US Secretary of State Mike Pompeo says rift between Qatar and Gulf neighbours has gone on for too long
US Secretary of State Mike Pompeo meets with Emir of Qatar Tamim bin Hamad al-Thani in Doha on Sunday (AFP)

The Qatar Investment Authority (QIA) aims to raise investments by half in the United States to $45bn in the next two years as it rebalances its portfolio of assets away from Europe, its chief executive said on Sunday.

The sovereign wealth fund has built up a huge European portfolio through stakes in companies including Deutsche Bank, Credit Suisse, London Stock Exchange and Volkswagen.

QIA currently has about $30bn invested in the US, Mansour Ibrahim al-Mahmoud told reporters on the sidelines of a conference in Doha.

"We are talking about $45 billion for the US market … We are on track for this over the next two years," he said.

QIA has holdings in real estate and a number of US companies, and has invested in the Bank of America, several funds, as well as mezzanine funds in the US, according to figures from the Ministry of Commerce and Industry, the Gulf Times reported.

Mahmoud's predecessor Sheikh Abdullah bin Mohamed bin Saud al-Thani in 2015 committed to invest $45bn in the US over a five-year period.

"Our objective is to balance our portfolio ... Currently, we have a little bit of concentration in Europe and having this allocation toward the US market is to balance the portfolio," he said.

In the US, QIA is looking at fundamental sectors including real estate, technology or US exchanges, he said.

In one such US deal, QIA and hedge fund Elliott Management in December 2017 took Gigamon, the US networking software company, private for $1.6bn.

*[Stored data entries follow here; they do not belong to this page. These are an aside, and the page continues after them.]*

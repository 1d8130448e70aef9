//! Label and free-text canonicalization.
//!
//! Every label comparison in the engine goes through [`normalize`], so that
//! "Café", "cafe" and "  CAFÉ " all compare equal.

use unicode_normalization::char::is_combining_mark;
use unicode_normalization::UnicodeNormalization;

/// Canonicalize a label or a piece of free text.
///
/// Accents are decomposed and their combining marks dropped, non-breaking
/// spaces become regular spaces, everything is lower-cased and every run of
/// characters outside `[a-z0-9]` collapses to a single space. Leading and
/// trailing whitespace is removed. Total: empty input yields an empty string.
pub fn normalize(text: &str) -> String {
    let lowered: String = text
        .nfd()
        .filter(|c| !is_combining_mark(*c))
        .map(|c| if c == '\u{00A0}' { ' ' } else { c })
        .collect::<String>()
        .to_lowercase();

    let mut out = String::with_capacity(lowered.len());
    let mut pending_space = false;

    for c in lowered.chars() {
        if c.is_ascii_lowercase() || c.is_ascii_digit() {
            if pending_space && !out.is_empty() {
                out.push(' ');
            }
            pending_space = false;
            out.push(c);
        } else {
            pending_space = true;
        }
    }

    out
}

/// Whether `needle` (already normalized) occurs as a whole word run inside
/// `haystack` (already normalized).
pub fn contains_word_run(haystack: &str, needle: &str) -> bool {
    if needle.is_empty() || haystack.is_empty() {
        return false;
    }
    let padded = format!(" {} ", haystack);
    padded.contains(&format!(" {} ", needle))
}

/// Byte offset of the first whole word run match, if any.
pub fn find_word_run(haystack: &str, needle: &str) -> Option<usize> {
    if needle.is_empty() || haystack.is_empty() {
        return None;
    }
    let padded = format!(" {} ", haystack);
    padded.find(&format!(" {} ", needle))
}
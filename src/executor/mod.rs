#![allow(clippy::missing_errors_doc, clippy::missing_panics_doc)]

/*!
Executor module for pagepilot.

This module wires together:
- `command`: the serde-tagged driver commands read from sources
- `dispatcher`: action commands compiled into ticks and replayed as primitives
- `event` / `queue`: primitive events and the coalescing queue that merges them
- `input_state`: per-device state that persists across commands
- `runtime`: the session, routing commands to the dispatcher, scripts and dialogs

Typical usage:
- Construct a `Runtime` with `SessionOptions` and an `Engine`.
- Call `Runtime::run_command` for each incoming `Command`.

Example:
```no_run
use std::sync::Arc;
use pagepilot::config::SessionOptions;
use pagepilot::engine::RecordingEngine;
use pagepilot::executor::{Command, Runtime};

let mut rt = Runtime::new(SessionOptions::default(), Arc::new(RecordingEngine::new()));
let cmd: Command = serde_json::from_str(r#"{"command": "execute_script", "script": "return 1;"}"#).unwrap();
let _ = rt.run_command(&cmd);
```
*/

pub mod command;
pub mod dispatcher;
pub mod event;
pub mod input_state;
pub mod queue;
pub mod runtime;

// Re-exports for convenient access from `pagepilot::executor::*`
pub use command::Command;
pub use dispatcher::{ActionDispatcher, DispatchReport};
pub use event::PrimitiveEvent;
pub use input_state::InputState;
pub use queue::EventQueue;
pub use runtime::Runtime;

Mahmoud was speaking as US Secretary of State Mike Pompeo visited Qatar on a tour of the region.

Pompeo said on Sunday that a rift between Qatar and its Gulf neighbours had gone on for too long.

"We are all more powerful when we are working together and disputes are limited," he said at a news conference in the Qatari capital, stressing that the rift threatened presenting a united front against Iran.

"When we have a common challenge, disputes between countries with shared objectives are never helpful."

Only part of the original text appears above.